Predicting Response to PRRT: Development and Validation of a Blood-Based Predictive Biomarker
#2216
Introduction: We have developed a blood-based tool (gene expression analysis and tumor grade) for predicting PRRT efficacy.
Aim(s): Validate the clinical utility of the biomarker in two independent prospective cohorts and in two independent non-PRRT cohorts.

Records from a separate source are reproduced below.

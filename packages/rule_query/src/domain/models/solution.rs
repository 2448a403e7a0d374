use serde::{Deserialize, Serialize};
use std::fmt::{Display, Formatter, Result as FmtResult};

/// Variable binding from one query solution
#[derive(Debug, Clone, Serialize, Deserialize, PartialEq)]
pub struct Binding {
    pub variable: String,
    pub value: String,
}

impl Binding {
    pub fn new(variable: impl Into<String>, value: impl Into<String>) -> Self {
        Self {
            variable: variable.into(),
            value: value.into(),
        }
    }

    /// Reads the value as a `check_valid` result term, if it is one.
    pub fn as_truth(&self) -> Option<bool> {
        let value = self.value.trim().trim_matches('\'');
        if value.eq_ignore_ascii_case("true") {
            Some(true)
        } else if value.eq_ignore_ascii_case("false") {
            Some(false)
        } else {
            None
        }
    }
}

/// One binding set: every named query variable and the value it took
#[derive(Debug, Clone, Default, Serialize, Deserialize, PartialEq)]
pub struct Solution {
    pub bindings: Vec<Binding>,
}

impl Solution {
    pub fn new(bindings: Vec<Binding>) -> Self {
        Self { bindings }
    }

    pub fn get(&self, variable: &str) -> Option<&str> {
        self.bindings
            .iter()
            .find(|b| b.variable == variable)
            .map(|b| b.value.as_str())
    }

    /// Combined validity of all truth-valued bindings.
    ///
    /// Any `False` wins over `True`; `None` when no binding is a truth term.
    pub fn validity(&self) -> Option<bool> {
        let mut verdict = None;
        for truth in self.bindings.iter().filter_map(Binding::as_truth) {
            if !truth {
                return Some(false);
            }
            verdict = Some(true);
        }
        verdict
    }
}

impl Display for Solution {
    fn fmt(&self, f: &mut Formatter<'_>) -> FmtResult {
        write!(f, "{{")?;
        for (idx, binding) in self.bindings.iter().enumerate() {
            if idx > 0 {
                write!(f, ", ")?;
            }
            write!(f, "{}: {}", binding.variable, binding.value)?;
        }
        write!(f, "}}")
    }
}

/// Result of executing one goal.
///
/// A goal that fails is a normal outcome and is kept apart from engine errors,
/// which travel through `EngineError` instead.
#[derive(Debug, Clone, Serialize, Deserialize, PartialEq)]
#[serde(tag = "status", content = "solutions", rename_all = "snake_case")]
pub enum QueryOutcome {
    Solved(Vec<Solution>),
    NoSolution,
}

impl QueryOutcome {
    pub fn from_solutions(solutions: Vec<Solution>) -> Self {
        if solutions.is_empty() {
            QueryOutcome::NoSolution
        } else {
            QueryOutcome::Solved(solutions)
        }
    }

    pub fn solutions(&self) -> &[Solution] {
        match self {
            QueryOutcome::Solved(solutions) => solutions,
            QueryOutcome::NoSolution => &[],
        }
    }

    pub fn is_empty(&self) -> bool {
        matches!(self, QueryOutcome::NoSolution)
    }

    pub fn verdict(&self) -> Verdict {
        let solutions = match self {
            QueryOutcome::NoSolution => return Verdict::NoSolution,
            QueryOutcome::Solved(solutions) => solutions,
        };
        // a ground goal that succeeds binds nothing; success is the answer
        if solutions.iter().all(|s| s.bindings.is_empty()) {
            return Verdict::Holds;
        }
        let validities: Vec<bool> = solutions.iter().filter_map(Solution::validity).collect();
        if validities.is_empty() {
            Verdict::Unknown
        } else if validities.iter().all(|v| *v) {
            Verdict::Holds
        } else {
            Verdict::Fails
        }
    }
}

impl Display for QueryOutcome {
    fn fmt(&self, f: &mut Formatter<'_>) -> FmtResult {
        write!(f, "[")?;
        for (idx, solution) in self.solutions().iter().enumerate() {
            if idx > 0 {
                write!(f, ", ")?;
            }
            write!(f, "{}", solution)?;
        }
        write!(f, "]")
    }
}

/// How a query outcome reads under the `check_valid` convention
#[derive(Debug, Clone, Copy, Serialize, Deserialize, PartialEq, Eq)]
#[serde(rename_all = "snake_case")]
pub enum Verdict {
    /// Every truth-valued binding is `True`
    Holds,
    /// At least one truth-valued binding is `False`
    Fails,
    /// The goal had no solutions
    NoSolution,
    /// Solutions exist but none carries a truth term (e.g. a computed fee)
    Unknown,
}

impl Display for Verdict {
    fn fmt(&self, f: &mut Formatter<'_>) -> FmtResult {
        let label = match self {
            Verdict::Holds => "holds",
            Verdict::Fails => "fails",
            Verdict::NoSolution => "no solution",
            Verdict::Unknown => "no validity term",
        };
        write!(f, "{}", label)
    }
}

#[cfg(test)]
mod tests {
    use super::*;

    fn solution(pairs: &[(&str, &str)]) -> Solution {
        Solution::new(pairs.iter().map(|(k, v)| Binding::new(*k, *v)).collect())
    }

    #[test]
    fn test_truth_terms() {
        assert_eq!(Binding::new("R", "True").as_truth(), Some(true));
        assert_eq!(Binding::new("R", "'False'").as_truth(), Some(false));
        assert_eq!(Binding::new("R", "false").as_truth(), Some(false));
        assert_eq!(Binding::new("Fee", "100").as_truth(), None);
    }

    #[test]
    fn test_solution_validity_false_wins() {
        let s = solution(&[("Passengers", "True"), ("Payment", "False"), ("Fee", "150")]);
        assert_eq!(s.validity(), Some(false));

        let s = solution(&[("Passengers", "True"), ("Fee", "150")]);
        assert_eq!(s.validity(), Some(true));

        let s = solution(&[("Fee", "150")]);
        assert_eq!(s.validity(), None);
    }

    #[test]
    fn test_outcome_from_empty_is_no_solution() {
        let outcome = QueryOutcome::from_solutions(Vec::new());
        assert_eq!(outcome, QueryOutcome::NoSolution);
        assert!(outcome.is_empty());
        assert_eq!(outcome.verdict(), Verdict::NoSolution);
        assert_eq!(outcome.to_string(), "[]");
    }

    #[test]
    fn test_outcome_verdicts() {
        let holds = QueryOutcome::from_solutions(vec![solution(&[("Result", "True")])]);
        assert_eq!(holds.verdict(), Verdict::Holds);

        let fails = QueryOutcome::from_solutions(vec![
            solution(&[("Result", "True")]),
            solution(&[("Result", "False")]),
        ]);
        assert_eq!(fails.verdict(), Verdict::Fails);

        let unknown = QueryOutcome::from_solutions(vec![solution(&[("Fee", "100")])]);
        assert_eq!(unknown.verdict(), Verdict::Unknown);
    }

    #[test]
    fn test_ground_goal_success_holds() {
        let outcome = QueryOutcome::from_solutions(vec![Solution::default()]);
        assert_eq!(outcome.verdict(), Verdict::Holds);

        // a computed value without a truth term stays unknown
        let fee = QueryOutcome::from_solutions(vec![Solution::default(), solution(&[("Fee", "50")])]);
        assert_eq!(fee.verdict(), Verdict::Unknown);
    }

    #[test]
    fn test_display() {
        let outcome = QueryOutcome::from_solutions(vec![
            solution(&[("Valid", "True"), ("Fee", "100")]),
            Solution::default(),
        ]);
        assert_eq!(outcome.to_string(), "[{Valid: True, Fee: 100}, {}]");
        assert_eq!(outcome.solutions()[0].get("Fee"), Some("100"));
        assert_eq!(outcome.solutions()[0].get("Missing"), None);
    }

    #[test]
    fn test_serialization_shape() {
        let outcome = QueryOutcome::from_solutions(vec![solution(&[("X", "1")])]);
        let json = serde_json::to_value(&outcome).unwrap();
        assert_eq!(json["status"], "solved");
        assert_eq!(json["solutions"][0]["bindings"][0]["variable"], "X");

        let json = serde_json::to_value(QueryOutcome::NoSolution).unwrap();
        assert_eq!(json["status"], "no_solution");
    }
}
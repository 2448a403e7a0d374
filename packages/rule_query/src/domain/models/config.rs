use crate::domain::errors::{LlmError, LlmResult};
use serde::{Deserialize, Serialize};
use std::path::PathBuf;
use url::Url;

pub const DEFAULT_MODEL: &str = "o3-mini";
pub const DEFAULT_BASE_URL: &str = "https://api.openai.com/v1";

/// Connection settings for the chat-completion API
#[derive(Debug, Clone, Serialize, Deserialize)]
pub struct LlmConfig {
    #[serde(skip_serializing)]
    pub api_key: String,
    pub base_url: String,
    pub model: String,
    pub timeout_secs: u64,
}

impl Default for LlmConfig {
    fn default() -> Self {
        Self {
            api_key: String::new(),
            base_url: DEFAULT_BASE_URL.to_string(),
            model: DEFAULT_MODEL.to_string(),
            timeout_secs: 300,
        }
    }
}

impl LlmConfig {
    pub fn validate(&self) -> LlmResult<()> {
        if self.api_key.trim().is_empty() {
            return Err(LlmError::MissingCredential);
        }
        self.completions_url().map(|_| ())
    }

    /// `{base_url}/chat/completions`, tolerant of a missing trailing slash.
    pub fn completions_url(&self) -> LlmResult<Url> {
        let mut base = self.base_url.trim().to_string();
        if !base.ends_with('/') {
            base.push('/');
        }
        Url::parse(&base)
            .and_then(|url| url.join("chat/completions"))
            .map_err(|e| LlmError::InvalidEndpoint(format!("{}: {}", self.base_url, e)))
    }
}

/// How the `swipl` executable is driven
#[derive(Debug, Clone, Serialize, Deserialize)]
pub struct EngineConfig {
    pub swipl_path: PathBuf,
    pub timeout_ms: u64,
}

impl Default for EngineConfig {
    fn default() -> Self {
        Self {
            swipl_path: PathBuf::from("swipl"),
            timeout_ms: 30_000,
        }
    }
}

#[derive(Debug, Clone, Serialize, Deserialize)]
pub struct SessionConfig {
    /// Directory that receives the scratch program file
    pub scratch_dir: PathBuf,
    pub scratch_extension: String,
    /// Ask the LLM to phrase each result in plain language
    pub narrate: bool,
}

impl Default for SessionConfig {
    fn default() -> Self {
        Self {
            scratch_dir: PathBuf::from("."),
            scratch_extension: "pl".to_string(),
            narrate: false,
        }
    }
}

Materials and methods: Three 177Lu-PRRT treatment cohorts (n=158 [IRST Meldola; EMC-Rotterdam; ZKK-Bad Berka]) and 2 Comparator cohorts (GEPNETs (n=106, in a watch-and-wait program) and SSA-treated GEP-NETs (n=28). Baseline evaluations: Grade (Ki67) and NETest (qRT-PCR). A logistic regression model (PPQ) including genes regulating metabolism/growth factor signaling and grade. Two prediction outputs: Predicted Responder vs Predicted Non-Responder. Response was by RECIST 1.1 criteria [Responder (stable, partial and complete response) vs Non-Responder (disease progression)]. Statistics: Kaplan-Meier survival analysis.
Conference: 15th Annual ENETSConcerence (2018)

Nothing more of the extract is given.